THE ROLE:
The Director, Counsel, Securities, Governance and M&A holds a key, strategic role in general securities, corporate governance, and M&A matters for an NYSE-listed global company.
This role works closely with executives and members of the legal, finance, tax, investor relations, and communications teams, serving as a trusted advisor across a variety of matters — including support for the Board of Directors, corporate governance, engagement with investors, executive compensation, securities, and financings.
Beyond day-to-day legal support, this role helps drive the Company's M&A and strategic transaction activity, partnering with business and finance leaders on mergers, acquisitions, joint ventures, divestitures, and corporate finance transactions across domestic and international operations.
HOW YOU'LL MAKE AN IMPACT:
• Support M&A and strategic transactions — partner on mergers, acquisitions, joint ventures, divestitures, and corporate finance transactions, including diligence, structuring, drafting and negotiating transaction documents, and coordinating cross-functional and external advisors.
• Ensure compliance with Federal Securities, SEC and NYSE rules and regulations, including the preparation and coordination of filings with the Securities and Exchange Commission — including Section 16 filings on Forms 3, 4, and 5; annual and quarterly reports on Forms 10-K and 10-Q; current reports on Form 8-K; proxy statements; and other disclosure requirements. Advise on legal aspects of Sarbanes-Oxley compliance.
• Advise on disclosure matters, including earnings and other press releases, investor presentations, websites, significant internal communications, and other announcements.
• Support public company compliance and corporate governance excellence related to quarterly Board of Directors meetings, including drafting board resolutions and meeting minutes, preparing Board resolutions, and handling other general corporate legal and governance matters as needed, such as Board and Board committee governing documents and charters and Company's policies to ensure continued compliance with NYSE rules and requirements
• Liaise with external service providers, including outside legal counsel, to ensure compliance with local laws and regulations in U.S. and non-U.S. jurisdictions.
• Research peer company governance, compensation practices, and disclosure, as appropriate.
• Promote shareholder engagement and relationships by supervising annual shareholder meetings, overseeing the Corporate Secretary mailbox, and responding to shareholder requests for information.
• Support corporate governance for subsidiaries — assist in managing governance matters for the Company's international and domestic subsidiaries, including board meetings, regulatory filings, and entity management.
• Support corporate/commercial contract functions as needed, including assisting with drafting, review and coordination of agreement in collaboration with internal stakeholders and legal teams. Perform additional duties as assigned.

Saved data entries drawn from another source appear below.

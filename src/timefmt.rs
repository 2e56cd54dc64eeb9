// src/timefmt.rs
// Time label formatting shared by the segmenter and the pipeline.

/// Format a second offset as `HH:MM:SS`, flooring sub-second parts.
pub fn seconds_to_hms(seconds: f64) -> String {
    let total = if seconds.is_finite() && seconds > 0.0 {
        seconds.floor() as u64
    } else {
        0
    };
    let hours = total / 3600;
    let minutes = (total % 3600) / 60;
    let secs = total % 60;
    format!("{:02}:{:02}:{:02}", hours, minutes, secs)
}
// src/store/mod.rs
// Result store: persisted job records with a processing/completed/failed lifecycle.

mod sqlite;

pub use sqlite::SqliteStore;

use serde::{Deserialize, Serialize};
use thiserror::Error;

/// Lifecycle state of a summary record.
#[derive(Debug, Clone, Copy, PartialEq, Eq, Serialize, Deserialize)]
#[serde(rename_all = "lowercase")]
pub enum RecordStatus {
    Processing,
    Completed,
    Failed,
}

impl RecordStatus {
    pub fn as_str(&self) -> &'static str {
        match self {
            RecordStatus::Processing => "processing",
            RecordStatus::Completed => "completed",
            RecordStatus::Failed => "failed",
        }
    }

    pub fn parse(value: &str) -> Option<Self> {
        match value {
            "processing" => Some(RecordStatus::Processing),
            "completed" => Some(RecordStatus::Completed),
            "failed" => Some(RecordStatus::Failed),
            _ => None,
        }
    }
}

/// One persisted transcription job.
#[derive(Debug, Clone, Serialize)]
pub struct SummaryRecord {
    pub id: String,
    pub user_id: String,
    pub title: String,
    pub status: RecordStatus,
    /// Serialized chunk summaries.
    pub content: Option<String>,
    /// Executive summary text.
    pub final_summary: Option<String>,
    /// Flat provider transcript.
    pub transcript: Option<String>,
    /// Set only when the run failed.
    pub error_message: Option<String>,
    pub created_at: String,
}

/// Title projection for owner listings.
#[derive(Debug, Clone, Serialize)]
pub struct RecordTitle {
    pub id: String,
    pub title: String,
    pub created_at: String,
}

/// Output fields written when a run completes.
#[derive(Debug, Clone)]
pub struct CompletedFields {
    pub content: String,
    pub final_summary: String,
    pub transcript: String,
}

/// Store errors.
#[derive(Debug, Error)]
pub enum StoreError {
    #[error("Database error: {0}")]
    Database(#[from] rusqlite::Error),

    #[error("Serialization error: {0}")]
    Serialization(#[from] serde_json::Error),
}

/// Persistence contract the pipeline writes through.
///
/// A record is written at most twice per run: pending-create, then the
/// completed/failed update. Readers only read.
pub trait ResultStore: Send + Sync {
    /// Create a placeholder record in `processing` state.
    fn create_pending(&self, user_id: &str, title: &str) -> Result<SummaryRecord, StoreError>;

    /// Create a record directly in `completed` state (no prior pending id).
    fn save_completed(
        &self,
        user_id: &str,
        title: &str,
        fields: &CompletedFields,
    ) -> Result<SummaryRecord, StoreError>;

    /// Flip an existing record to `completed`; `None` when the id is unknown.
    fn complete(
        &self,
        id: &str,
        fields: &CompletedFields,
    ) -> Result<Option<SummaryRecord>, StoreError>;

    /// Mark a record `failed` with the error text.
    fn mark_failed(&self, id: &str, message: &str) -> Result<(), StoreError>;

    fn get(&self, id: &str) -> Result<Option<SummaryRecord>, StoreError>;

    fn list_by_owner(&self, user_id: &str) -> Result<Vec<SummaryRecord>, StoreError>;

    fn list_titles(&self, user_id: &str) -> Result<Vec<RecordTitle>, StoreError>;

    fn delete(&self, id: &str) -> Result<(), StoreError>;
}
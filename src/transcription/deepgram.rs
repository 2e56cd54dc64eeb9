// src/transcription/deepgram.rs
// Deepgram Pre-Recorded STT Adapter

use super::{
    AudioSource, TimedToken, Timeline, TimelineShape, TranscriptionError, TranscriptionOptions,
    TranscriptionOutcome, TranscriptionProvider,
};
use async_trait::async_trait;
use serde::Deserialize;
use serde_json::json;
use std::cmp::Ordering;
use std::time::Duration;

const DEEPGRAM_API_URL: &str = "https://api.deepgram.com/v1/listen";
const TIMEOUT_SECS: u64 = 300;

#[derive(Debug, Default, Deserialize)]
struct DeepgramResponse {
    #[serde(default)]
    metadata: DeepgramMetadata,
    #[serde(default)]
    results: DeepgramResults,
}

#[derive(Debug, Default, Deserialize)]
struct DeepgramMetadata {
    #[serde(default)]
    duration: f64,
}

#[derive(Debug, Default, Deserialize)]
struct DeepgramResults {
    #[serde(default)]
    utterances: Option<Vec<DeepgramUtterance>>,
    #[serde(default)]
    channels: Vec<DeepgramChannel>,
}

#[derive(Debug, Deserialize)]
struct DeepgramUtterance {
    start: f64,
    end: f64,
    #[serde(default)]
    speaker: Option<u32>,
    #[serde(default)]
    transcript: String,
}

#[derive(Debug, Default, Deserialize)]
struct DeepgramChannel {
    #[serde(default)]
    alternatives: Vec<DeepgramAlternative>,
}

#[derive(Debug, Default, Deserialize)]
struct DeepgramAlternative {
    #[serde(default)]
    transcript: String,
    #[serde(default)]
    words: Vec<DeepgramWord>,
}

#[derive(Debug, Deserialize)]
struct DeepgramWord {
    start: f64,
    end: f64,
    #[serde(default)]
    speaker: Option<u32>,
    #[serde(default)]
    word: String,
}

pub struct DeepgramAdapter {
    api_key: String,
    client: reqwest::Client,
}

impl DeepgramAdapter {
    pub fn new(api_key: String) -> Self {
        let client = reqwest::Client::builder()
            .timeout(Duration::from_secs(TIMEOUT_SECS))
            .build()
            .expect("Failed to create HTTP client");

        tracing::info!("Deepgram adapter initialized");

        Self { api_key, client }
    }

    /// Build from `DEEPGRAM_API_KEY`, if set.
    pub fn from_env() -> Option<Self> {
        std::env::var("DEEPGRAM_API_KEY")
            .ok()
            .filter(|k| !k.trim().is_empty())
            .map(Self::new)
    }

    fn query_params(options: &TranscriptionOptions) -> Vec<(&'static str, String)> {
        vec![
            ("punctuate", options.punctuate.to_string()),
            ("diarize", options.diarize.to_string()),
            ("language", options.language.clone()),
            ("model", options.model.clone()),
            ("smart_format", options.smart_format.to_string()),
        ]
    }

    /// Resolve the utterances-vs-words shape variance into one timeline.
    ///
    /// Utterances win when present; otherwise the first channel's first
    /// alternative word list is used. Tokens are stably sorted by `start` so
    /// out-of-order provider output cannot misassign them to windows.
    fn normalize(raw: &serde_json::Value) -> Timeline {
        let parsed: DeepgramResponse =
            serde_json::from_value(raw.clone()).unwrap_or_default();

        let (mut tokens, shape) = match parsed.results.utterances {
            Some(utterances) if !utterances.is_empty() => {
                let tokens = utterances
                    .iter()
                    .filter(|u| !u.transcript.trim().is_empty())
                    .map(|u| TimedToken {
                        start: u.start,
                        end: u.end,
                        speaker: u.speaker,
                        text: u.transcript.trim().to_string(),
                    })
                    .collect::<Vec<_>>();
                (tokens, TimelineShape::Utterances)
            }
            _ => {
                let words = parsed
                    .results
                    .channels
                    .first()
                    .and_then(|ch| ch.alternatives.first())
                    .map(|alt| alt.words.as_slice())
                    .unwrap_or(&[]);
                let tokens = words
                    .iter()
                    .filter(|w| !w.word.trim().is_empty())
                    .map(|w| TimedToken {
                        start: w.start,
                        end: w.end,
                        speaker: w.speaker,
                        text: w.word.trim().to_string(),
                    })
                    .collect::<Vec<_>>();
                let shape = if tokens.is_empty() {
                    TimelineShape::TranscriptOnly
                } else {
                    TimelineShape::Words
                };
                (tokens, shape)
            }
        };

        tokens.sort_by(|a, b| a.start.partial_cmp(&b.start).unwrap_or(Ordering::Equal));

        let transcript = parsed
            .results
            .channels
            .first()
            .and_then(|ch| ch.alternatives.first())
            .map(|alt| alt.transcript.clone())
            .filter(|t| !t.trim().is_empty())
            .unwrap_or_else(|| {
                tokens
                    .iter()
                    .map(|t| t.text.as_str())
                    .collect::<Vec<_>>()
                    .join(" ")
            });

        Timeline {
            tokens,
            transcript,
            duration_secs: parsed.metadata.duration,
            shape,
        }
    }
}

#[async_trait]
impl TranscriptionProvider for DeepgramAdapter {
    async fn transcribe(
        &self,
        source: &AudioSource,
        options: &TranscriptionOptions,
    ) -> Result<TranscriptionOutcome, TranscriptionError> {
        if source.is_empty() {
            return Err(TranscriptionError::EmptyAudio);
        }

        let request = self
            .client
            .post(DEEPGRAM_API_URL)
            .query(&Self::query_params(options))
            .header("Authorization", format!("Token {}", self.api_key));

        let request = match source {
            AudioSource::RemoteUrl(url) => {
                tracing::info!("Deepgram: requesting provider fetch of {}", url);
                request.json(&json!({ "url": url }))
            }
            AudioSource::File { bytes, mime_type } => {
                tracing::info!(
                    "Deepgram: uploading {} bytes ({})",
                    bytes.len(),
                    mime_type
                );
                request
                    .header("Content-Type", mime_type.clone())
                    .body(bytes.clone())
            }
        };

        let response = request.send().await;

        match response {
            Ok(resp) => {
                let status = resp.status();

                if status.is_success() {
                    let raw: serde_json::Value = resp
                        .json()
                        .await
                        .map_err(|e| TranscriptionError::ProviderError(e.to_string()))?;
                    let timeline = Self::normalize(&raw);

                    tracing::info!(
                        "Deepgram success: {} tokens, {:.1}s audio",
                        timeline.tokens.len(),
                        timeline.duration_secs
                    );

                    Ok(TranscriptionOutcome { raw, timeline })
                } else if status.as_u16() == 401 {
                    Err(TranscriptionError::AuthenticationError)
                } else if status.as_u16() == 429 {
                    Err(TranscriptionError::RateLimitError)
                } else {
                    let error_text = resp.text().await.unwrap_or_default();
                    Err(TranscriptionError::ProviderError(format!(
                        "HTTP {}: {}",
                        status, error_text
                    )))
                }
            }
            Err(e) => {
                if e.is_timeout() {
                    Err(TranscriptionError::TimeoutError)
                } else {
                    Err(TranscriptionError::NetworkError(e.to_string()))
                }
            }
        }
    }

    fn name(&self) -> &str {
        "Deepgram"
    }
}

#[cfg(test)]
mod tests {
    use super::*;

    fn utterance_payload() -> serde_json::Value {
        json!({
            "metadata": { "duration": 12.5 },
            "results": {
                "utterances": [
                    { "start": 0.0, "end": 2.0, "speaker": 0, "transcript": " Hello there " },
                    { "start": 2.0, "end": 4.0, "speaker": 1, "transcript": "Hi" }
                ],
                "channels": [
                    { "alternatives": [ { "transcript": "Hello there Hi", "words": [] } ] }
                ]
            }
        })
    }

    #[test]
    fn test_normalize_prefers_utterances() {
        let timeline = DeepgramAdapter::normalize(&utterance_payload());
        assert_eq!(timeline.shape, TimelineShape::Utterances);
        assert_eq!(timeline.tokens.len(), 2);
        assert_eq!(timeline.tokens[0].text, "Hello there");
        assert_eq!(timeline.tokens[1].speaker, Some(1));
        assert_eq!(timeline.duration_secs, 12.5);
        assert_eq!(timeline.transcript, "Hello there Hi");
    }

    #[test]
    fn test_normalize_falls_back_to_words() {
        let payload = json!({
            "metadata": { "duration": 3.0 },
            "results": {
                "channels": [
                    { "alternatives": [ {
                        "transcript": "one two",
                        "words": [
                            { "start": 0.0, "end": 1.0, "word": "one" },
                            { "start": 1.0, "end": 2.0, "word": "two" }
                        ]
                    } ] }
                ]
            }
        });
        let timeline = DeepgramAdapter::normalize(&payload);
        assert_eq!(timeline.shape, TimelineShape::Words);
        assert_eq!(timeline.tokens.len(), 2);
        assert_eq!(timeline.tokens[0].speaker, None);
        assert_eq!(timeline.transcript, "one two");
    }

    #[test]
    fn test_normalize_sorts_out_of_order_tokens() {
        let payload = json!({
            "results": {
                "channels": [
                    { "alternatives": [ {
                        "transcript": "b a",
                        "words": [
                            { "start": 5.0, "end": 6.0, "word": "b" },
                            { "start": 1.0, "end": 2.0, "word": "a" }
                        ]
                    } ] }
                ]
            }
        });
        let timeline = DeepgramAdapter::normalize(&payload);
        assert_eq!(timeline.tokens[0].text, "a");
        assert_eq!(timeline.tokens[1].text, "b");
    }

    #[test]
    fn test_normalize_empty_payload() {
        let timeline = DeepgramAdapter::normalize(&json!({}));
        assert_eq!(timeline.shape, TimelineShape::TranscriptOnly);
        assert!(timeline.tokens.is_empty());
        assert!(timeline.transcript.is_empty());
        assert_eq!(timeline.duration_secs, 0.0);
    }

    #[test]
    fn test_normalize_transcript_only_payload() {
        let payload = json!({
            "metadata": { "duration": 30.0 },
            "results": {
                "channels": [
                    { "alternatives": [ { "transcript": "just text", "words": [] } ] }
                ]
            }
        });
        let timeline = DeepgramAdapter::normalize(&payload);
        assert_eq!(timeline.shape, TimelineShape::TranscriptOnly);
        assert!(timeline.tokens.is_empty());
        assert_eq!(timeline.transcript, "just text");
    }

    #[test]
    fn test_query_params_reflect_options() {
        let options = TranscriptionOptions {
            diarize: true,
            language: "vi".to_string(),
            model: "nova-3".to_string(),
            ..Default::default()
        };
        let params = DeepgramAdapter::query_params(&options);
        assert!(params.contains(&("diarize", "true".to_string())));
        assert!(params.contains(&("language", "vi".to_string())));
        assert!(params.contains(&("model", "nova-3".to_string())));
        assert!(params.contains(&("punctuate", "true".to_string())));
        assert!(params.contains(&("smart_format", "true".to_string())));
    }
}
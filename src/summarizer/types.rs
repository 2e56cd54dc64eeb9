// src/summarizer/types.rs
// Summarization result types and error definitions.

use serde::{Deserialize, Serialize};
use thiserror::Error;

/// Structured result of summarizing one chunk.
///
/// Parsed leniently from model output: every field defaults when missing.
/// `start`, `end` and `transcript_text` are attached by the pipeline after
/// the model call, never requested from the model.
#[derive(Debug, Clone, Default, PartialEq, Serialize, Deserialize)]
#[serde(default)]
pub struct ChunkSummary {
    pub chunk_index: usize,
    pub summary: String,
    pub action_items: Vec<String>,
    pub key_points: Vec<String>,
    pub notable_quotes: Vec<String>,
    /// Window start as `HH:MM:SS`.
    pub start: String,
    /// Window end as `HH:MM:SS`.
    pub end: String,
    /// Raw chunk text, kept for display and audit.
    pub transcript_text: String,
}

/// One inferred chapter in the final summary.
#[derive(Debug, Clone, Default, PartialEq, Serialize, Deserialize)]
#[serde(default)]
pub struct Chapter {
    pub title: String,
    pub start: String,
    pub end: String,
    pub notes: String,
}

/// Aggregated result over all chunk summaries.
#[derive(Debug, Clone, Default, PartialEq, Serialize, Deserialize)]
#[serde(default)]
pub struct FinalSummary {
    pub executive_summary: String,
    pub chapters: Vec<Chapter>,
    pub action_items: Vec<String>,
}

/// Completion provider errors.
#[derive(Debug, Error)]
pub enum LlmError {
    #[error("Network error: {0}")]
    NetworkError(String),

    #[error("Provider error: {0}")]
    ProviderError(String),

    #[error("Invalid response from model")]
    InvalidResponse,

    #[error("Request timeout")]
    Timeout,
}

LEADERSHIP AND SUPERVISORY RESPONSIBILITIES:
• May include management of a direct report.
• Provide guidance and support to the Legal department on governance, securities, and transactional matters.
• Develop and mentor attorneys and team members within the function.
• Serve as a legal advisor to internal stakeholders, executive leadership, and the Board, as needed.
QUALIFICATIONS FOR SUCCESS:
Education
• Juris Doctor from an accredited law school.
Experience
• 6-7 years of experience as a practicing lawyer at a reputable law firm and/or in-house department, with at least 3–5 years working at a global public company.
• Strong knowledge and extensive experience with the Securities Act of 1933, the Securities Exchange Act of 1934, and NYSE listing requirements.
• Experience with M&A and strategic transactions, corporate governance, entity formation, and/or corporate finance transactions.
• Familiarity with executive compensation matters encompassed in proxy statement disclosure.
Skills / Certifications
• Exceptional oral and written communication skills, including the ability to explain complex legal concepts concisely and effectively to non-lawyers, and to draft well-written reports, minutes, and general business correspondence.
• Working knowledge of M&A and strategic transactions, including transaction structuring, diligence, and documentation.
• Familiarity with current and emerging best practices in corporate governance and entity formation.
• Familiarity with equity issuances under stock incentive plans.
• Highly organized with strong time-management skills to multi-task and work effectively and collaboratively.
• Self-sufficient with project ownership; enjoys working collaboratively across internal departments and with outside stakeholders, including directors, executive officers, consultants, and regulators.
• Highest standards of ethics and professional integrity.
• Proficiency in Microsoft Office (Word, Excel, PowerPoint, and Outlook).
• Familiarity with AI-enabled legal and business tools (e.g. contract review, document automation, and data analytics platforms), including the ability to leverage such tools to enhance efficiency, accuracy, and insight in securities, governance and M&A activities.